■ **ABOUT THIS TASK**:
Write out, word for word, every line in the data below from the one containing "let (tx_execute, rx_execute)" to the one containing "let (tx_checkpointer, rx_checkpointer)", both of them included.
(LISTED RECORDS)
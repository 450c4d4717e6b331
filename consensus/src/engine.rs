// Copyright (c) Mysten Labs, Inc.
// SPDX-License-Identifier: Apache-2.0

//! Engine assembly: builds the shared state, wires every queue and spawns
//! the task set (input router, per-instance workers, proposer, executor,
//! checkpointer, output dispatcher).

use crate::checkpointer::Checkpointer;
use crate::executor::{ExecutionState, Executor};
use crate::metrics::ConsensusMetrics;
use crate::proposer::Proposer;
use crate::router::{InputRouter, OutputDispatcher};
use crate::state::EngineState;
use crate::worker::Worker;
use config::{Committee, Parameters};
use crypto::{KeyPair, NodeId};
use prometheus::Registry;
use std::sync::Arc;
use tokio::task::JoinHandle;
use tracing::info;
use types::{
    metered_channel, ClientBatch, ClientResponse, ExecuteNotify, Message,
    PreSubscribedBroadcastSender, Transport,
};

#[cfg(test)]
#[path = "tests/engine_tests.rs"]
pub mod engine_tests;

/// A message on its way out, produced by the protocol tasks and consumed
/// by the output dispatcher.
#[derive(Debug, Clone)]
pub enum Outbound {
    /// To one replica.
    Unicast { dest: NodeId, message: Message },
    /// To every other replica.
    Broadcast { message: Message },
    /// To a client node.
    Client { dest: NodeId, message: Message },
}

/// Control traffic into the proposer.
#[derive(Debug, Clone)]
pub enum ProposerCommand {
    /// A client batch awaits ordering.
    Batch(ClientBatch),
    /// An instance advanced to `view`; propose if we lead it.
    ViewReady { instance: u64, view: u64 },
    /// A proposal of the instance decided; frees one pipelining slot.
    Decided { instance: u64 },
    /// A view change re-anchored the instance's proposal schedule.
    Reset {
        instance: u64,
        next_view: u64,
        inflight: u64,
    },
}

/// Deferred side effects computed by a worker handler while it holds a
/// transaction manager, applied after the manager is released.
pub(crate) enum Effect {
    Send(Outbound),
    Execute(ExecuteNotify),
    Proposer(ProposerCommand),
}

/// High level functions to assemble and spawn the consensus engine.
pub struct ConsensusEngine;

impl ConsensusEngine {
    /// Shutdown receivers: input, output, proposer, executor,
    /// checkpointer, plus one per worker.
    const FIXED_SHUTDOWN_RECEIVERS: u64 = 5;

    /// Spawns every engine task. Returns the task handles, the shutdown
    /// handle (signalling it stops every task) and the shared engine
    /// state for introspection.
    pub fn spawn<State: ExecutionState>(
        node_id: NodeId,
        keypair: KeyPair,
        committee: Committee,
        parameters: Parameters,
        transport: Arc<dyn Transport>,
        execution: Arc<State>,
        tx_client_responses: Option<tokio::sync::mpsc::Sender<ClientResponse>>,
        registry: &Registry,
    ) -> (
        Vec<JoinHandle<()>>,
        PreSubscribedBroadcastSender,
        Arc<EngineState>,
    ) {
        let metrics = Arc::new(ConsensusMetrics::new(registry));
        let keypair = Arc::new(keypair);
        let instances = parameters.instances;
        let capacity = parameters.channel_capacity;
        parameters.tracing();

        let state = Arc::new(EngineState::new(node_id, committee, parameters));
        let mut tx_shutdown =
            PreSubscribedBroadcastSender::new(Self::FIXED_SHUTDOWN_RECEIVERS + instances);

        let depth = |name: &str| metrics.channel_depth.with_label_values(&[name]);

        let (tx_output, rx_output) = metered_channel::channel(capacity, &depth("output"));
        let (tx_proposer, rx_proposer) = metered_channel::channel(capacity, &depth("proposer"));
        let (tx_execute, rx_execute) = metered_channel::channel(capacity, &depth("executor"));
        let (tx_executed, rx_executed) = metered_channel::channel(capacity, &depth("executed"));
        let (tx_checkpointer, rx_checkpointer) =
            metered_channel::channel(capacity, &depth("checkpointer"));

        let mut tx_workers = Vec::new();
        let mut rx_workers = Vec::new();
        for instance in 0..instances {
            let (tx, rx) =
                metered_channel::channel(capacity, &depth(&format!("worker_{instance}")));
            tx_workers.push(tx);
            rx_workers.push((instance, rx));
        }

        let mut handles = Vec::new();

        handles.push(InputRouter::spawn(
            state.clone(),
            transport.clone(),
            tx_workers.clone(),
            tx_proposer.clone(),
            tx_checkpointer.clone(),
            tx_client_responses,
            tx_shutdown.subscribe(),
            metrics.clone(),
        ));

        for (instance, rx_work) in rx_workers {
            handles.push(Worker::spawn(
                instance,
                keypair.clone(),
                state.clone(),
                rx_work,
                tx_output.clone(),
                tx_execute.clone(),
                tx_proposer.clone(),
                tx_shutdown.subscribe(),
                metrics.clone(),
            ));
        }

        handles.push(Proposer::spawn(
            state.clone(),
            rx_proposer,
            tx_workers,
            tx_output.clone(),
            tx_shutdown.subscribe(),
            metrics.clone(),
        ));

        handles.push(Executor::spawn(
            state.clone(),
            execution,
            rx_execute,
            tx_output.clone(),
            tx_executed,
            tx_shutdown.subscribe(),
            metrics.clone(),
        ));

        handles.push(Checkpointer::spawn(
            state.clone(),
            rx_executed,
            rx_checkpointer,
            tx_output.clone(),
            tx_shutdown.subscribe(),
            metrics.clone(),
        ));

        handles.push(OutputDispatcher::spawn(
            keypair.clone(),
            state.clone(),
            transport,
            rx_output,
            tx_shutdown.subscribe(),
            metrics.clone(),
        ));

        // Announce ourselves: key exchange first, then readiness for the
        // startup barrier.
        let _ = tx_output.try_send(Outbound::Broadcast {
            message: Message::KeyExchange {
                node: node_id,
                key: keypair.public(),
            },
        });
        let _ = tx_output.try_send(Outbound::Broadcast {
            message: Message::Ready { node: node_id },
        });

        info!("Consensus engine on node {node_id} assembled");
        (handles, tx_shutdown, state)
    }
}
(End LISTED RECORDS)
■ **EXERCISE OUTPUT**:
        let (tx_execute, rx_execute) = metered_channel::channel(capacity, &depth("executor"));
        let (tx_executed, rx_executed) = metered_channel::channel(capacity, &depth("executed"));
        let (tx_checkpointer, rx_checkpointer) =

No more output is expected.